The title of the event was “All Tired Out,” so it was fitting that I had to drag myself out of bed at oh-dark-thirty and spend two hours trying to pick my way through a pea soup fog to get to the track. The fog lifted by the time I got to the track, but it was still cool and humid when we hit the track. I got out of the car after the practice session and realized that I was blowing a lot of fog around. I was breathing heavy, and the cool air turned my breath into quite a cloud every time I exhaled. I tried to calm my breathing a bit, but I was still engulfed in steam. Finally I realized that the steam was coming off my body! My slight fever combined with the exertion raised my body temperature, and the perspiration was all but sizzling off of me. Yes, I was hot.
I couldn’t hook up with anyone during qualifying. I was balked by sports racers nearly every lap, and it seemed that nobody was turning the same lap times that I was. I settled for a 1:22 and 3rd in CFF. Several DSRs had come to test for the Runoffs, so the field was large and fast. Third in CFF was 21st overall on the grid.
The race started off very badly. On lap 2, a Runoffs-bound DSR broke and stopped at the side of the track. On lap 3, an S2000 hit the wall, and an FC broke and stopped. On lap 7, another FC and another DSR both stopped.
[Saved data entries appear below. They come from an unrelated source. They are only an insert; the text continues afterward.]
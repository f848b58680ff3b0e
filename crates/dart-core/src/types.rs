//! Core data types for filings, market data and reports.
//!
//! This module defines the request-scoped data structures:
//!
//! - [`FilingRow`] - One reported line item of a filing
//! - [`FilingResult`] - Status plus row set returned by a filing provider
//! - [`MarketMetrics`] - PER/PBR/EPS supplied by a market data provider
//! - [`StockMetrics`] - Market metrics tagged with the stock code they belong to
//! - [`CorpInfo`] / [`CorpSummary`] - Corporation directory entries
//! - [`MetricsReport`] - Combined output of the metrics pipeline

use serde::{Deserialize, Serialize};
use serde_json::{Map, Value};
use tracing::debug;

use crate::amount::parse_amount;
use crate::metrics::FilingMetrics;

/// Upstream status code signalling a successful response.
pub const STATUS_OK: &str = "000";

/// One reported line item within a filing response.
///
/// Only the account label and the current-term amount are interpreted; every
/// other upstream field is kept verbatim so the row can be passed through.
#[derive(Clone, Debug, Default, PartialEq, Serialize, Deserialize)]
pub struct FilingRow {
    /// Account label as reported by the filer (e.g. `자산총계`).
    #[serde(rename = "account_nm", default, deserialize_with = "lenient_text")]
    pub account_name: String,
    /// Current-term amount text (e.g. `"1,234"` or `"(56)"`).
    #[serde(rename = "thstrm_amount", default, deserialize_with = "lenient_text")]
    pub amount_text: String,
    /// Remaining upstream fields, untouched.
    #[serde(flatten)]
    pub extra: Map<String, Value>,
}

impl FilingRow {
    /// Creates a row from a label and amount text.
    #[must_use]
    pub fn new(account_name: impl Into<String>, amount_text: impl Into<String>) -> Self {
        Self {
            account_name: account_name.into(),
            amount_text: amount_text.into(),
            extra: Map::new(),
        }
    }

    /// Returns the parsed current-term amount.
    #[must_use]
    pub fn amount(&self) -> Option<f64> {
        parse_amount(&self.amount_text)
    }
}

/// Response of a filing provider: status, message and row set.
#[derive(Clone, Debug, Default, PartialEq, Serialize, Deserialize)]
pub struct FilingResult {
    /// Provider-defined status code (`"000"` on success).
    #[serde(default)]
    pub status: String,
    /// Provider message accompanying the status.
    #[serde(default)]
    pub message: String,
    /// Reported rows in filing order. May be empty.
    #[serde(default, deserialize_with = "rows_or_empty")]
    pub list: Vec<FilingRow>,
}

impl FilingResult {
    /// Creates a result with the given status, message and rows.
    #[must_use]
    pub fn new(status: impl Into<String>, message: impl Into<String>, list: Vec<FilingRow>) -> Self {
        Self {
            status: status.into(),
            message: message.into(),
            list,
        }
    }

    /// Returns true if the provider reported success.
    #[must_use]
    pub fn is_success(&self) -> bool {
        self.status == STATUS_OK
    }

    /// Returns true if the result is usable without consulting a fallback:
    /// a success status and at least one row.
    #[must_use]
    pub fn is_acceptable(&self) -> bool {
        self.is_success() && !self.list.is_empty()
    }
}

/// Reads a text field, accepting `null` (empty) and bare numbers.
fn lenient_text<'de, D>(deserializer: D) -> std::result::Result<String, D::Error>
where
    D: serde::Deserializer<'de>,
{
    Ok(match Option::<Value>::deserialize(deserializer)? {
        Some(Value::String(text)) => text,
        Some(Value::Number(number)) => number.to_string(),
        _ => String::new(),
    })
}

/// Treats a missing, null or non-array `list` as empty.
///
/// Items that are not row objects are skipped.
fn rows_or_empty<'de, D>(deserializer: D) -> std::result::Result<Vec<FilingRow>, D::Error>
where
    D: serde::Deserializer<'de>,
{
    let Some(Value::Array(items)) = Option::<Value>::deserialize(deserializer)? else {
        return Ok(Vec::new());
    };

    Ok(items
        .into_iter()
        .filter_map(|item| match serde_json::from_value(item) {
            Ok(row) => Some(row),
            Err(e) => {
                debug!(error = %e, "Skipping malformed filing row");
                None
            }
        })
        .collect())
}

/// Valuation figures supplied by a market data provider.
#[derive(Clone, Copy, Debug, Default, PartialEq, Serialize, Deserialize)]
pub struct MarketMetrics {
    /// Price-to-earnings ratio.
    pub per: Option<f64>,
    /// Price-to-book ratio.
    pub pbr: Option<f64>,
    /// Earnings per share.
    pub eps: Option<f64>,
}

/// Market metrics for the security linked to a corporation.
#[derive(Clone, Debug, Default, PartialEq, Serialize, Deserialize)]
pub struct StockMetrics {
    /// Six digit listing code, `None` for unlisted corporations.
    pub stock_code: Option<String>,
    /// Price-to-earnings ratio.
    pub per: Option<f64>,
    /// Price-to-book ratio.
    pub pbr: Option<f64>,
    /// Earnings per share.
    pub eps: Option<f64>,
}

impl StockMetrics {
    /// Creates stock metrics with every figure missing.
    #[must_use]
    pub const fn missing(stock_code: Option<String>) -> Self {
        Self {
            stock_code,
            per: None,
            pbr: None,
            eps: None,
        }
    }

    /// Attaches market figures to a stock code.
    #[must_use]
    pub const fn with_market(stock_code: Option<String>, market: MarketMetrics) -> Self {
        Self {
            stock_code,
            per: market.per,
            pbr: market.pbr,
            eps: market.eps,
        }
    }
}

/// Corporation directory entry, as published in the regulator's corp-code list.
#[derive(Clone, Debug, Default, PartialEq, Eq, Serialize, Deserialize)]
pub struct CorpInfo {
    /// Eight digit corporation code.
    pub corp_code: String,
    /// Registered (Korean) name.
    pub corp_name: String,
    /// English name, possibly empty.
    #[serde(default)]
    pub corp_eng_name: String,
    /// Six digit listing code, empty for unlisted corporations.
    #[serde(default)]
    pub stock_code: String,
    /// Last modification date as published (`YYYYMMDD`).
    #[serde(default)]
    pub modify_date: String,
}

impl CorpInfo {
    /// Creates a directory entry with required fields.
    #[must_use]
    pub fn new(corp_code: impl Into<String>, corp_name: impl Into<String>) -> Self {
        Self {
            corp_code: corp_code.into(),
            corp_name: corp_name.into(),
            ..Default::default()
        }
    }

    /// Sets the English name.
    #[must_use]
    pub fn with_eng_name(mut self, corp_eng_name: impl Into<String>) -> Self {
        self.corp_eng_name = corp_eng_name.into();
        self
    }

    /// Sets the listing code.
    #[must_use]
    pub fn with_stock_code(mut self, stock_code: impl Into<String>) -> Self {
        self.stock_code = stock_code.into();
        self
    }

    /// Sets the modification date.
    #[must_use]
    pub fn with_modify_date(mut self, modify_date: impl Into<String>) -> Self {
        self.modify_date = modify_date.into();
        self
    }

    /// Returns the trimmed stock code if it is a six digit listing code.
    #[must_use]
    pub fn listed_stock_code(&self) -> Option<&str> {
        let code = self.stock_code.trim();
        (code.len() == 6 && code.bytes().all(|b| b.is_ascii_digit())).then_some(code)
    }

    /// Parses the modification date, if present and well-formed.
    #[must_use]
    pub fn modified_on(&self) -> Option<chrono::NaiveDate> {
        chrono::NaiveDate::parse_from_str(self.modify_date.trim(), "%Y%m%d").ok()
    }

    /// Returns true if the query occurs in either name, ignoring case.
    ///
    /// The query is treated literally; it is expected to be lowercased already.
    #[must_use]
    pub fn matches_lowercase(&self, query: &str) -> bool {
        self.corp_name.to_lowercase().contains(query)
            || self.corp_eng_name.to_lowercase().contains(query)
    }
}

/// Search hit returned to callers: just the identifying fields.
#[derive(Clone, Debug, PartialEq, Eq, Serialize, Deserialize)]
pub struct CorpSummary {
    /// Eight digit corporation code.
    pub corp_code: String,
    /// Registered name.
    pub corp_name: String,
    /// Listing code, empty for unlisted corporations.
    pub stock_code: String,
}

impl From<CorpInfo> for CorpSummary {
    fn from(info: CorpInfo) -> Self {
        Self {
            corp_code: info.corp_code,
            corp_name: info.corp_name,
            stock_code: info.stock_code,
        }
    }
}

/// Combined output of the metrics pipeline for one filing.
#[derive(Clone, Debug, PartialEq, Serialize, Deserialize)]
pub struct MetricsReport {
    /// Status of the filing response the rows came from.
    pub status: String,
    /// Message of the filing response the rows came from.
    pub message: String,
    /// Rows the metrics were derived from, unchanged.
    pub list: Vec<FilingRow>,
    /// Derived filing metrics.
    pub metrics: FilingMetrics,
    /// Market metrics for the corporation's listed security.
    pub stock: StockMetrics,
}

impl MetricsReport {
    /// Builds a report from a filing result, falling back to `"000"`/`"OK"`
    /// when the upstream left status or message blank.
    #[must_use]
    pub fn new(filing: FilingResult, metrics: FilingMetrics, stock: StockMetrics) -> Self {
        let status = if filing.status.is_empty() {
            STATUS_OK.to_string()
        } else {
            filing.status
        };
        let message = if filing.message.is_empty() {
            "OK".to_string()
        } else {
            filing.message
        };
        Self {
            status,
            message,
            list: filing.list,
            metrics,
            stock,
        }
    }
}

#[cfg(test)]
mod tests {
    use super::*;

    #[test]
    fn test_filing_row_preserves_upstream_fields() {
        let json = r#"{
            "rcept_no": "20240312000736",
            "account_nm": "자산총계",
            "thstrm_amount": "455,905,980,000,000",
            "fs_div": "CFS",
            "ord": "1"
        }"#;
        let row: FilingRow = serde_json::from_str(json).unwrap();
        assert_eq!(row.account_name, "자산총계");
        assert_eq!(row.amount(), Some(455_905_980_000_000.0));
        assert_eq!(row.extra.get("fs_div").and_then(Value::as_str), Some("CFS"));

        let back = serde_json::to_value(&row).unwrap();
        assert_eq!(back["rcept_no"], "20240312000736");
        assert_eq!(back["account_nm"], "자산총계");
    }

    #[test]
    fn test_filing_result_without_list() {
        let json = r#"{"status":"013","message":"조회된 데이타가 없습니다."}"#;
        let result: FilingResult = serde_json::from_str(json).unwrap();
        assert!(result.list.is_empty());
        assert!(!result.is_success());
        assert!(!result.is_acceptable());

        let null_list: FilingResult =
            serde_json::from_str(r#"{"status":"000","message":"정상","list":null}"#).unwrap();
        assert!(null_list.is_success());
        assert!(!null_list.is_acceptable());
    }

    #[test]
    fn test_odd_amount_values_stay_local_to_their_row() {
        let json = r#"{
            "status": "000",
            "message": "정상",
            "list": [
                {"account_nm": "자산총계", "thstrm_amount": "1,000"},
                {"account_nm": "기타", "thstrm_amount": null},
                {"account_nm": "부채총계", "thstrm_amount": 400},
                {"account_nm": null, "thstrm_amount": "5"},
                {"account_nm": "자본총계"}
            ]
        }"#;
        let result: FilingResult = serde_json::from_str(json).unwrap();
        assert_eq!(result.list.len(), 5);
        assert_eq!(result.list[0].amount(), Some(1000.0));
        assert_eq!(result.list[1].amount_text, "");
        assert_eq!(result.list[1].amount(), None);
        assert_eq!(result.list[2].amount(), Some(400.0));
        assert_eq!(result.list[3].account_name, "");
        assert_eq!(result.list[4].amount(), None);
    }

    #[test]
    fn test_non_object_rows_are_skipped() {
        let json = r#"{
            "status": "000",
            "message": "정상",
            "list": [42, "row", null, {"account_nm": "자산총계", "thstrm_amount": "10"}]
        }"#;
        let result: FilingResult = serde_json::from_str(json).unwrap();
        assert_eq!(result.list, vec![FilingRow::new("자산총계", "10")]);
    }

    #[test]
    fn test_acceptable_requires_rows_and_success() {
        let rows = vec![FilingRow::new("자산총계", "100")];
        assert!(FilingResult::new("000", "정상", rows.clone()).is_acceptable());
        assert!(!FilingResult::new("020", "요청 제한", rows).is_acceptable());
        assert!(!FilingResult::new("000", "정상", Vec::new()).is_acceptable());
    }

    #[test]
    fn test_listed_stock_code() {
        let listed = CorpInfo::new("00126380", "삼성전자").with_stock_code(" 005930 ");
        assert_eq!(listed.listed_stock_code(), Some("005930"));

        let unlisted = CorpInfo::new("00434003", "다코");
        assert_eq!(unlisted.listed_stock_code(), None);

        let malformed = CorpInfo::new("00434003", "다코").with_stock_code("A05930");
        assert_eq!(malformed.listed_stock_code(), None);
    }

    #[test]
    fn test_corp_name_matching() {
        let info = CorpInfo::new("00126380", "삼성전자").with_eng_name("SAMSUNG ELECTRONICS CO,.LTD");
        assert!(info.matches_lowercase("삼성"));
        assert!(info.matches_lowercase("electronics"));
        assert!(!info.matches_lowercase("hyundai"));
    }

    #[test]
    fn test_modified_on() {
        let info = CorpInfo::new("00126380", "삼성전자").with_modify_date("20240102");
        assert_eq!(info.modified_on(), chrono::NaiveDate::from_ymd_opt(2024, 1, 2));
        assert_eq!(CorpInfo::new("1", "x").modified_on(), None);
    }

    #[test]
    fn test_report_defaults_blank_status() {
        let report = MetricsReport::new(
            FilingResult::default(),
            FilingMetrics::default(),
            StockMetrics::missing(None),
        );
        assert_eq!(report.status, "000");
        assert_eq!(report.message, "OK");
        assert!(report.list.is_empty());
    }
}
There were not enough wreckers available to get all of the broken cars to safety, so the officials had no choice but to stop the race until the track could be cleared.
When we lined up for the restart, I was directly behind Scott Reif, who was running 2nd in CFF. I thought I could get a jump on him at the start, and I was right. By the next lap, he was almost a straightaway behind me, balked by a sports racer. I did my best to deal with increasing understeer, but I could only manage a 1:21. Meanwhile Scott had passed the sports racer and was turning 1:19s in pursuit of me. He passed me with only a few laps to go, and I finished 3rd, just 5 seconds behind him.
After the race it became clear why the car had been understeering. The left front tire had just about shredded, losing a significant portion of its tread. But this wasn’t an entirely bad thing. While it was happening, I felt as though I learned (or re-learned) a lot about driving the car. I tried to compensate for the loss of traction by turning in to the corner a little earlier, so I could turn the wheel a little less abruptly. That not only made the car turn better, it also made the car handle much more neutrally than it had been doing. The back end was finally sliding as much as the front, which is what I had been struggling to make happen since 2006. I was probably as spent as that tire, but I felt so much better about everything that nothing really seemed to matter.
That would have been a terrifically high note to end the season, but there was still one more race to go.